***** RECORDS PROVIDED

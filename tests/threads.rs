mod common;

use std::sync::{Arc, Barrier};
use std::thread;
use std::time::{Duration, Instant};

use pipeflag::SignalFlag;

fn shared_flag() -> Arc<SignalFlag> {
    common::init_logging();
    Arc::new(SignalFlag::new().unwrap())
}

#[test]
fn timed_wait_expires() {
    let flag = shared_flag();
    let timeout = Duration::from_millis(200);

    let begin = Instant::now();
    assert!(!flag.wait(Some(timeout)));
    let elapsed = begin.elapsed();

    assert!(elapsed >= timeout, "returned early after {:?}", elapsed);
    // generous slack for loaded CI machines
    assert!(elapsed < timeout + Duration::from_millis(500), "took {:?}", elapsed);
}

#[test]
fn sub_millisecond_wait_still_waits() {
    let flag = shared_flag();
    let timeout = Duration::from_micros(300);

    let begin = Instant::now();
    assert!(!flag.wait(Some(timeout)));
    assert!(begin.elapsed() >= timeout);
}

#[test]
fn signal_wakes_timed_waiter() {
    let flag = shared_flag();

    let signaler = {
        let flag = flag.clone();
        thread::spawn(move || {
            thread::sleep(Duration::from_secs(1));
            flag.signal();
        })
    };

    let begin = Instant::now();
    assert!(flag.wait(Some(Duration::from_secs(5))));
    let elapsed = begin.elapsed();
    signaler.join().unwrap();

    assert!(elapsed >= Duration::from_millis(900), "woke early after {:?}", elapsed);
    assert!(elapsed < Duration::from_secs(4), "woke late after {:?}", elapsed);
}

#[test]
fn signal_wakes_every_waiter() {
    let flag = shared_flag();
    let waiters = 4;
    let start = Arc::new(Barrier::new(waiters + 1));

    let handles = (0..waiters)
        .map(|_| {
            let flag = flag.clone();
            let start = start.clone();
            thread::spawn(move || {
                start.wait();
                flag.wait(None)
            })
        })
        .collect::<Vec<_>>();

    start.wait();
    thread::sleep(Duration::from_millis(50));
    flag.signal();

    for handle in handles {
        assert!(handle.join().unwrap());
    }
    // nobody consumed it
    assert!(flag.is_signaled());
}

#[test]
fn concurrent_signal_and_clear() {
    let flag = shared_flag();
    let threads = 8;
    let start = Arc::new(Barrier::new(threads));

    let handles = (0..threads)
        .map(|i| {
            let flag = flag.clone();
            let start = start.clone();
            thread::spawn(move || {
                start.wait();
                for _ in 0..500 {
                    if i % 2 == 0 {
                        flag.signal();
                    } else {
                        flag.clear();
                    }
                }
            })
        })
        .collect::<Vec<_>>();

    for handle in handles {
        handle.join().unwrap();
    }

    // whatever state the storm left behind, one call of each still settles it
    flag.signal();
    assert!(flag.is_signaled());
    flag.clear();
    assert!(!flag.is_signaled());
}

#[test]
fn clear_after_wait_blocks_again() {
    let flag = shared_flag();
    flag.signal();
    assert!(flag.wait(Some(Duration::from_millis(10))));

    flag.clear();
    assert!(!flag.wait(Some(Duration::from_millis(20))));
}
//! A set/clear signal flag for threads, built on a pipe and `poll(2)` instead of a condition
//! variable.
//!
//! This library contains one primitive, [`SignalFlag`]: a flag that one thread can set and clear
//! while other threads wait for it to become set, optionally with a timeout. The state of the flag
//! is whether its pipe has unread data in it, and waiting is done by polling the read end of the
//! pipe. That has two consequences that a `Mutex`/`Condvar` pair doesn't give you:
//!
//! * Timeouts are measured by the kernel's own timer, so a timed wait isn't cut short or stretched
//!   out when the system clock is changed by hand or adjusted by NTP.
//! * The flag is a file descriptor. It can be dropped into an existing `poll`/`epoll` set through
//!   its `AsFd` implementation, and waited on alongside sockets and other pipes.
//!
//! Only Unix-like systems are supported.
//!
//! # Example
//!
//! ```
//! use pipeflag::SignalFlag;
//! use std::time::Duration;
//!
//! let flag = SignalFlag::new().unwrap();
//! assert!(!flag.wait(Some(Duration::from_millis(10))));
//!
//! flag.signal();
//! flag.signal(); // already set, so this is a no-op
//! assert!(flag.wait(None));
//!
//! flag.clear();
//! assert!(!flag.is_signaled());
//! ```
//!
//! [`SignalFlag`]: struct.SignalFlag.html

#![cfg(unix)]
#![deny(warnings, missing_docs)]

mod flag;
mod sys;
mod util;

pub use flag::{FlagError, SignalFlag};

**********

▶ **EXERCISE BRIEF**
Please repeat every record above word for word.

▶ **RESPONSE**
filename tests/threads.rs
mod common;

use std::sync::{Arc, Barrier};
use std::thread;
use std::time::{Duration, Instant};

use pipeflag::SignalFlag;

fn shared_flag() -> Arc<SignalFlag> {
    common::init_logging();
    Arc::new(SignalFlag::new().unwrap())
}

#[test]
fn timed_wait_expires() {
    let flag = shared_flag();
    let timeout = Duration::from_millis(200);

    let begin = Instant::now();
    assert!(!flag.wait(Some(timeout)));
    let elapsed = begin.elapsed();

    assert!(elapsed >= timeout, "returned early after {:?}", elapsed);
    // generous slack for loaded CI machines
    assert!(elapsed < timeout + Duration::from_millis(500), "took {:?}", elapsed);
}

#[test]
fn sub_millisecond_wait_still_waits() {
    let flag = shared_flag();
    let timeout = Duration::from_micros(300);

    let begin = Instant::now();
    assert!(!flag.wait(Some(timeout)));
    assert!(begin.elapsed() >= timeout);
}

#[test]
fn signal_wakes_timed_waiter() {
    let flag = shared_flag();

    let signaler = {
        let flag = flag.clone();
        thread::spawn(move || {
            thread::sleep(Duration::from_secs(1));
            flag.signal();
        })
    };

    let begin = Instant::now();
    assert!(flag.wait(Some(Duration::from_secs(5))));
    let elapsed = begin.elapsed();
    signaler.join().unwrap();

    assert!(elapsed >= Duration::from_millis(900), "woke early after {:?}", elapsed);
    assert!(elapsed < Duration::from_secs(4), "woke late after {:?}", elapsed);
}

#[test]
fn signal_wakes_every_waiter() {
    let flag = shared_flag();
    let waiters = 4;
    let start = Arc::new(Barrier::new(waiters + 1));

    let handles = (0..waiters)
        .map(|_| {
            let flag = flag.clone();
            let start = start.clone();
            thread::spawn(move || {
                start.wait();
                flag.wait(None)
            })
        })
        .collect::<Vec<_>>();

    start.wait();
    thread::sleep(Duration::from_millis(50));
    flag.signal();

    for handle in handles {
        assert!(handle.join().unwrap());
    }
    // nobody consumed it
    assert!(flag.is_signaled());
}

#[test]
fn concurrent_signal_and_clear() {
    let flag = shared_flag();
    let threads = 8;
    let start = Arc::new(Barrier::new(threads));

    let handles = (0..threads)
        .map(|i| {
            let flag = flag.clone();
            let start = start.clone();
            thread::spawn(move || {
                start.wait();
                for _ in 0..500 {
                    if i % 2 == 0 {
                        flag.signal();
                    } else {
                        flag.clear();
                    }
                }
            })
        })
        .collect::<Vec<_>>();

    for handle in handles {
        handle.join().unwrap();
    }

    // whatever state the storm left behind, one call of each still settles it
    flag.signal();
    assert!(flag.is_signaled());
    flag.clear();
    assert!(!flag.is_signaled());
}

#[test]
fn clear_after_wait_blocks_again() {
    let flag = shared_flag();
    flag.signal();
    assert!(flag.wait(Some(Duration::from_millis(10))));

    flag.clear();
    assert!(!flag.wait(Some(Duration::from_millis(20))));
}
//! A set/clear signal flag for threads, built on a pipe and `poll(2)` instead of a condition
//! variable.
//!
//! This library contains one primitive, [`SignalFlag`]: a flag that one thread can set and clear
//! while other threads wait for it to become set, optionally with a timeout. The state of the flag
//! is whether its pipe has unread data in it, and waiting is done by polling the read end of the
//! pipe. That has two consequences that a `Mutex`/`Condvar` pair doesn't give you:
//!
//! * Timeouts are measured by the kernel's own timer, so a timed wait isn't cut short or stretched
//!   out when the system clock is changed by hand or adjusted by NTP.
//! * The flag is a file descriptor. It can be dropped into an existing `poll`/`epoll` set through
//!   its `AsFd` implementation, and waited on alongside sockets and other pipes.
//!
//! Only Unix-like systems are supported.
//!
//! # Example
//!
//! ```
//! use pipeflag::SignalFlag;
//! use std::time::Duration;
//!
//! let flag = SignalFlag::new().unwrap();
//! assert!(!flag.wait(Some(Duration::from_millis(10))));
//!
//! flag.signal();
//! flag.signal(); // already set, so this is a no-op
//! assert!(flag.wait(None));
//!
//! flag.clear();
//! assert!(!flag.is_signaled());
//! ```
//!
//! [`SignalFlag`]: struct.SignalFlag.html

#![cfg(unix)]
#![deny(warnings, missing_docs)]

mod flag;
mod sys;
mod util;

pub use flag::{FlagError, SignalFlag};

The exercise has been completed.